The biggest "if" has to be the offensive line. We all remember what a disaster it was last season. One of the two respectable members of that line* is already lost for the year and the other is now out for at least half of it. T.J. Clemmings has been serviceable in Phil Loadholt's stead this preseason, especially for a rookie, but not great by any means. Joe Berger is a pretty solid swing guy with starting experience. The Vikings might still be OK at offensive line--for now.
(* = It's not like Loadholt and Sullivan had All-Pro seasons themselves in 2014. Loadholt was the second highest-rated right tackle by Pro Football Focus in 2013; Sullivan was third among centers. Last year Loadholt ranked only 15th before getting hurt while Sullivan dropped to 12th.)

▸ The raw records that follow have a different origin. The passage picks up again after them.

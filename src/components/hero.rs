use yew::prelude::*;

#[derive(Properties, PartialEq)]
pub struct HeroProps {
    pub name: &'static str,
    pub title: &'static str,
}

const SOCIAL_LINKS: [(&str, &str); 3] = [
    ("GitHub", "https://github.com"),
    ("LinkedIn", "https://www.linkedin.com"),
    ("Email", "mailto:sukithabandara13@gmail.com"),
];

#[function_component(Hero)]
pub fn hero(props: &HeroProps) -> Html {
    html! {
        <section id="home" class="hero">
            <div class="hero-avatar">
                <img src="profile-pic.jpg" alt={props.name} />
            </div>
            <h1 class="hero-name">{ props.name }</h1>
            <p class="hero-title">{ props.title }</p>
            <div class="hero-socials">
                {
                    for SOCIAL_LINKS.iter().map(|(label, href)| html! {
                        <a class="social-button" href={*href} title={*label}
                           target="_blank" rel="noopener noreferrer">
                            { *label }
                        </a>
                    })
                }
            </div>
            <a href="#contact" class="connect-button">
                <span>{ "Let's Connect" }</span>
                <svg class="connect-arrow" width="24" height="24" viewBox="0 0 24 24"
                     fill="none" stroke="currentColor" stroke-width="2">
                    <path stroke-linecap="round" stroke-linejoin="round"
                          d="M17 8l4 4m0 0l-4 4m4-4H3" />
                </svg>
            </a>
        </section>
    }
}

But what happens if anyone else on the offensive line goes down? (Including Berger, who is the third oldest player on the team.) Do they throw in Jeremiah Sirles, who has played all of 114 snaps in his career? Do they call up Isame Faciane or David Yankey from the Practice Squad? Yankey was last seen doing this at right tackle in Tennessee:
If you're not concerned about the Vikings' offensive line, ask yourself why so many fans are doing backflips because Matt Kalil has been "not terrible" in the preseason. If the 49ers and other opponents can get to the backfield in a hurry it won't matter how dynamic Teddy Bridgewater and Adrian Peterson are together.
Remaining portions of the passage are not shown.